> **Task prompt**
Please copy exactly the lines from the top of the data through the line containing "m.id) AS endpoint_count", and nothing else.

(Source data)
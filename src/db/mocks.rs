use sqlx::PgPool;
use uuid::Uuid;

use crate::models::{Mock, MockWithCount};

pub async fn list_with_counts(
    pool: &PgPool,
    user_id: Uuid,
) -> Result<Vec<MockWithCount>, sqlx::Error> {
    sqlx::query_as::<_, MockWithCount>(
        "SELECT m.*, (SELECT COUNT(*) FROM endpoints e WHERE e.mock_id = m.id) AS endpoint_count
         FROM mocks m WHERE m.user_id = $1 ORDER BY m.created_at DESC",
    )
    .bind(user_id)
    .fetch_all(pool)
    .await
}

pub async fn create(
    pool: &PgPool,
    user_id: Uuid,
    name: &str,
    description: Option<&str>,
    base_url: Option<&str>,
) -> Result<Mock, sqlx::Error> {
    sqlx::query_as::<_, Mock>(
        "INSERT INTO mocks (id, user_id, name, description, base_url)
         VALUES ($1, $2, $3, $4, $5) RETURNING *",
    )
    .bind(Uuid::now_v7())
    .bind(user_id)
    .bind(name)
    .bind(description)
    .bind(base_url)
    .fetch_one(pool)
    .await
}

/// Owner-scoped lookup for the management API.
pub async fn find_by_id(
    pool: &PgPool,
    id: Uuid,
    user_id: Uuid,
) -> Result<Option<Mock>, sqlx::Error> {
    sqlx::query_as::<_, Mock>("SELECT * FROM mocks WHERE id = $1 AND user_id = $2")
        .bind(id)
        .bind(user_id)
        .fetch_optional(pool)
        .await
}

/// Public lookup used by mock execution; no owner check.
pub async fn find_active_by_id(pool: &PgPool, id: Uuid) -> Result<Option<Mock>, sqlx::Error> {
    sqlx::query_as::<_, Mock>("SELECT * FROM mocks WHERE id = $1 AND is_active = true")
        .bind(id)
        .fetch_optional(pool)
        .await
}

pub async fn update(
    pool: &PgPool,
    id: Uuid,
    user_id: Uuid,
    name: &str,
    description: Option<&str>,
    base_url: Option<&str>,
    is_active: bool,
) -> Result<Mock, sqlx::Error> {
    sqlx::query_as::<_, Mock>(
        "UPDATE mocks SET name = $3, description = $4, base_url = $5, is_active = $6, updated_at = now()
         WHERE id = $1 AND user_id = $2 RETURNING *",
    )
    .bind(id)
    .bind(user_id)
    .bind(name)
    .bind(description)
    .bind(base_url)
    .bind(is_active)
    .fetch_one(pool)
    .await
}

/// Deletes the mock and, through the foreign key, its endpoints.
pub async fn delete(pool: &PgPool, id: Uuid, user_id: Uuid) -> Result<bool, sqlx::Error> {
    let result = sqlx::query("DELETE FROM mocks WHERE id = $1 AND user_id = $2")
        .bind(id)
        .bind(user_id)
        .execute(pool)
        .await?;
    Ok(result.rows_affected() > 0)
}
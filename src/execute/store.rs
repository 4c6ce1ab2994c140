use async_trait::async_trait;
use sqlx::PgPool;
use uuid::Uuid;

use crate::db;
use crate::models::{Endpoint, EndpointRoute, Mock};

/// Read-only view of mocks and endpoints needed to execute a mock.
#[async_trait]
pub trait MockStore: Send + Sync {
    /// The mock with this id, if it exists and is active.
    async fn find_active_mock(&self, id: Uuid) -> Result<Option<Mock>, sqlx::Error>;

    async fn find_endpoint(
        &self,
        mock_id: Uuid,
        path: &str,
        method: &str,
    ) -> Result<Option<Endpoint>, sqlx::Error>;

    /// Every `(method, path)` registered under the mock.
    async fn list_endpoint_routes(&self, mock_id: Uuid) -> Result<Vec<EndpointRoute>, sqlx::Error>;
}

pub struct PgMockStore {
    pool: PgPool,
}

impl PgMockStore {
    pub fn new(pool: PgPool) -> Self {
        Self { pool }
    }
}

#[async_trait]
impl MockStore for PgMockStore {
    async fn find_active_mock(&self, id: Uuid) -> Result<Option<Mock>, sqlx::Error> {
        db::mocks::find_active_by_id(&self.pool, id).await
    }

    async fn find_endpoint(
        &self,
        mock_id: Uuid,
        path: &str,
        method: &str,
    ) -> Result<Option<Endpoint>, sqlx::Error> {
        db::endpoints::find_by_route(&self.pool, mock_id, path, method).await
    }

    async fn list_endpoint_routes(&self, mock_id: Uuid) -> Result<Vec<EndpointRoute>, sqlx::Error> {
        db::endpoints::list_routes(&self.pool, mock_id).await
    }
}
use chrono::{DateTime, Utc};
use serde::{Deserialize, Serialize};
use uuid::Uuid;

#[derive(Debug, Clone, PartialEq, sqlx::FromRow, Serialize, Deserialize)]
pub struct Endpoint {
    pub id: Uuid,
    pub mock_id: Uuid,
    pub path: String,
    pub method: String,
    pub status_code: i32,
    pub response: serde_json::Value,
    pub headers: Option<serde_json::Value>,
    /// Milliseconds to wait before answering.
    pub delay: i32,
    pub created_at: DateTime<Utc>,
    pub updated_at: DateTime<Utc>,
}

/// The `(method, path)` pair an endpoint answers, listed when a request misses.
#[derive(Debug, Clone, PartialEq, Eq, sqlx::FromRow, Serialize, Deserialize)]
pub struct EndpointRoute {
    pub method: String,
    pub path: String,
}

/// An endpoint joined with the user owning its mock.
#[derive(Debug, Clone, sqlx::FromRow)]
pub struct OwnedEndpoint {
    #[sqlx(flatten)]
    pub endpoint: Endpoint,
    pub owner_id: Uuid,
}

/// Validated values written on create and update.
#[derive(Debug, Clone)]
pub struct EndpointInput {
    pub path: String,
    pub method: String,
    pub status_code: i32,
    pub response: serde_json::Value,
    pub headers: Option<serde_json::Value>,
    pub delay: i32,
}
//! Public execution of stored mocks.
//!
//! Requests under `/mock/{id}` are answered from the endpoint definitions of
//! that mock instead of from compiled handlers. Dispatch has two explicit
//! branches, root and sub-path, each building its own match key.

pub mod resolver;
pub mod response;
pub mod store;

use std::sync::Arc;

use axum::Router;
use axum::extract::rejection::PathRejection;
use axum::extract::{Path, State};
use axum::http::Method;
use axum::response::{IntoResponse, Response};
use axum::routing::any;

use resolver::{RequestTarget, Resolution, Resolver};
use response::SynthesisError;
use store::MockStore;

/// Failure while executing a mock. Everything but a bad path is a generic 500.
#[derive(Debug)]
pub enum ExecutionError {
    /// Id or sub-path did not decode to UTF-8. Answered with a 400.
    Path(PathRejection),
    Store(sqlx::Error),
    Synthesis(SynthesisError),
}

impl std::fmt::Display for ExecutionError {
    fn fmt(&self, f: &mut std::fmt::Formatter<'_>) -> std::fmt::Result {
        match self {
            ExecutionError::Path(err) => write!(f, "Path error: {err}"),
            ExecutionError::Store(err) => write!(f, "Store error: {err}"),
            ExecutionError::Synthesis(err) => write!(f, "Synthesis error: {err}"),
        }
    }
}

impl From<PathRejection> for ExecutionError {
    fn from(err: PathRejection) -> Self {
        ExecutionError::Path(err)
    }
}

impl From<sqlx::Error> for ExecutionError {
    fn from(err: sqlx::Error) -> Self {
        ExecutionError::Store(err)
    }
}

impl From<SynthesisError> for ExecutionError {
    fn from(err: SynthesisError) -> Self {
        ExecutionError::Synthesis(err)
    }
}

impl IntoResponse for ExecutionError {
    fn into_response(self) -> Response {
        if let ExecutionError::Path(err) = &self {
            tracing::debug!("Rejected mock path: {err}");
            return response::malformed_path();
        }
        tracing::error!("Execute mock error: {self}");
        response::internal_failure()
    }
}

/// Routes for `ANY /mock/{id}` and `ANY /mock/{id}/{*path}`.
pub fn router(store: Arc<dyn MockStore>) -> Router {
    let resolver = Arc::new(Resolver::new(store));

    Router::new()
        .route("/mock/{mock_id}", any(execute_root))
        // The catch-all below needs at least one character.
        .route("/mock/{mock_id}/", any(execute_empty_sub_path))
        .route("/mock/{mock_id}/{*path}", any(execute_sub_path))
        .with_state(resolver)
}

async fn execute_root(
    State(resolver): State<Arc<Resolver>>,
    mock_id: Result<Path<String>, PathRejection>,
    method: Method,
) -> Result<Response, ExecutionError> {
    let Path(mock_id) = mock_id?;
    execute(&resolver, &mock_id, RequestTarget::Root, &method).await
}

async fn execute_empty_sub_path(
    State(resolver): State<Arc<Resolver>>,
    mock_id: Result<Path<String>, PathRejection>,
    method: Method,
) -> Result<Response, ExecutionError> {
    let Path(mock_id) = mock_id?;
    execute(&resolver, &mock_id, RequestTarget::SubPath(""), &method).await
}

async fn execute_sub_path(
    State(resolver): State<Arc<Resolver>>,
    params: Result<Path<(String, String)>, PathRejection>,
    method: Method,
) -> Result<Response, ExecutionError> {
    let Path((mock_id, path)) = params?;
    execute(&resolver, &mock_id, RequestTarget::SubPath(&path), &method).await
}

async fn execute(
    resolver: &Resolver,
    mock_id: &str,
    target: RequestTarget<'_>,
    method: &Method,
) -> Result<Response, ExecutionError> {
    let resolution = resolver.resolve(mock_id, target, method).await?;

    match &resolution {
        Resolution::MockUnavailable => {
            tracing::debug!(mock_id, "Mock not found or inactive");
        }
        Resolution::NoMatch { method, path, .. } => {
            tracing::debug!(mock_id, %method, %path, "No endpoint matched");
        }
        Resolution::Matched(endpoint) => {
            tracing::debug!(
                mock_id,
                method = %endpoint.method,
                path = %endpoint.path,
                status = endpoint.status_code,
                delay_ms = endpoint.delay,
                "Endpoint matched"
            );
        }
    }

    Ok(response::synthesize(resolution).await?)
}
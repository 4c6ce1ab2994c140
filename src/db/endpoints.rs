use sqlx::PgPool;
use uuid::Uuid;

use crate::models::{Endpoint, EndpointInput, EndpointRoute, OwnedEndpoint};

pub async fn list_by_mock(pool: &PgPool, mock_id: Uuid) -> Result<Vec<Endpoint>, sqlx::Error> {
    sqlx::query_as::<_, Endpoint>(
        "SELECT * FROM endpoints WHERE mock_id = $1 ORDER BY created_at DESC",
    )
    .bind(mock_id)
    .fetch_all(pool)
    .await
}

pub async fn list_routes(
    pool: &PgPool,
    mock_id: Uuid,
) -> Result<Vec<EndpointRoute>, sqlx::Error> {
    sqlx::query_as::<_, EndpointRoute>(
        "SELECT method, path FROM endpoints WHERE mock_id = $1 ORDER BY created_at, id",
    )
    .bind(mock_id)
    .fetch_all(pool)
    .await
}

/// Exact lookup used by mock execution. Path and method compare byte for byte.
pub async fn find_by_route(
    pool: &PgPool,
    mock_id: Uuid,
    path: &str,
    method: &str,
) -> Result<Option<Endpoint>, sqlx::Error> {
    sqlx::query_as::<_, Endpoint>(
        "SELECT * FROM endpoints WHERE mock_id = $1 AND path = $2 AND method = $3",
    )
    .bind(mock_id)
    .bind(path)
    .bind(method)
    .fetch_optional(pool)
    .await
}

pub async fn find_with_owner(
    pool: &PgPool,
    id: Uuid,
) -> Result<Option<OwnedEndpoint>, sqlx::Error> {
    sqlx::query_as::<_, OwnedEndpoint>(
        "SELECT e.*, m.user_id AS owner_id FROM endpoints e
         JOIN mocks m ON e.mock_id = m.id
         WHERE e.id = $1",
    )
    .bind(id)
    .fetch_optional(pool)
    .await
}

pub async fn create(
    pool: &PgPool,
    mock_id: Uuid,
    input: &EndpointInput,
) -> Result<Endpoint, sqlx::Error> {
    sqlx::query_as::<_, Endpoint>(
        "INSERT INTO endpoints (id, mock_id, path, method, status_code, response, headers, delay)
         VALUES ($1, $2, $3, $4, $5, $6, $7, $8) RETURNING *",
    )
    .bind(Uuid::now_v7())
    .bind(mock_id)
    .bind(&input.path)
    .bind(&input.method)
    .bind(input.status_code)
    .bind(&input.response)
    .bind(input.headers.as_ref())
    .bind(input.delay)
    .fetch_one(pool)
    .await
}

pub async fn update(
    pool: &PgPool,
    id: Uuid,
    input: &EndpointInput,
) -> Result<Endpoint, sqlx::Error> {
    sqlx::query_as::<_, Endpoint>(
        "UPDATE endpoints SET path = $2, method = $3, status_code = $4, response = $5,
                headers = $6, delay = $7, updated_at = now()
         WHERE id = $1 RETURNING *",
    )
    .bind(id)
    .bind(&input.path)
    .bind(&input.method)
    .bind(input.status_code)
    .bind(&input.response)
    .bind(input.headers.as_ref())
    .bind(input.delay)
    .fetch_one(pool)
    .await
}

pub async fn delete(pool: &PgPool, id: Uuid) -> Result<(), sqlx::Error> {
    sqlx::query("DELETE FROM endpoints WHERE id = $1")
        .bind(id)
        .execute(pool)
        .await?;
    Ok(())
}
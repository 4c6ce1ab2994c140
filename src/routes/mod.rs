pub mod auth;
pub mod endpoints;
pub mod mocks;

use axum::Router;
use axum::routing::{get, post};

use crate::state::SharedState;

pub fn api_routes() -> Router<SharedState> {
    Router::new()
        // Auth
        .route("/api/auth/register", post(auth::register))
        .route("/api/auth/login", post(auth::login))
        .route("/api/auth/me", get(auth::me))
        // Mocks
        .route("/api/mocks", get(mocks::list).post(mocks::create))
        .route(
            "/api/mocks/{id}",
            get(mocks::get).put(mocks::update).delete(mocks::delete),
        )
        // Endpoints
        .route(
            "/api/endpoints/mock/{mock_id}",
            get(endpoints::list_by_mock).post(endpoints::create),
        )
        .route(
            "/api/endpoints/{id}",
            get(endpoints::get)
                .put(endpoints::update)
                .delete(endpoints::delete),
        )
}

> **Written solution**
filename src/db/mocks.rs
use sqlx::PgPool;
use uuid::Uuid;

use crate::models::{Mock, MockWithCount};

pub async fn list_with_counts(
    pool: &PgPool,
    user_id: Uuid,
) -> Result<Vec<MockWithCount>, sqlx::Error> {
    sqlx::query_as::<_, MockWithCount>(
        "SELECT m.*, (SELECT COUNT(*) FROM endpoints e WHERE e.mock_id = m.id) AS endpoint_count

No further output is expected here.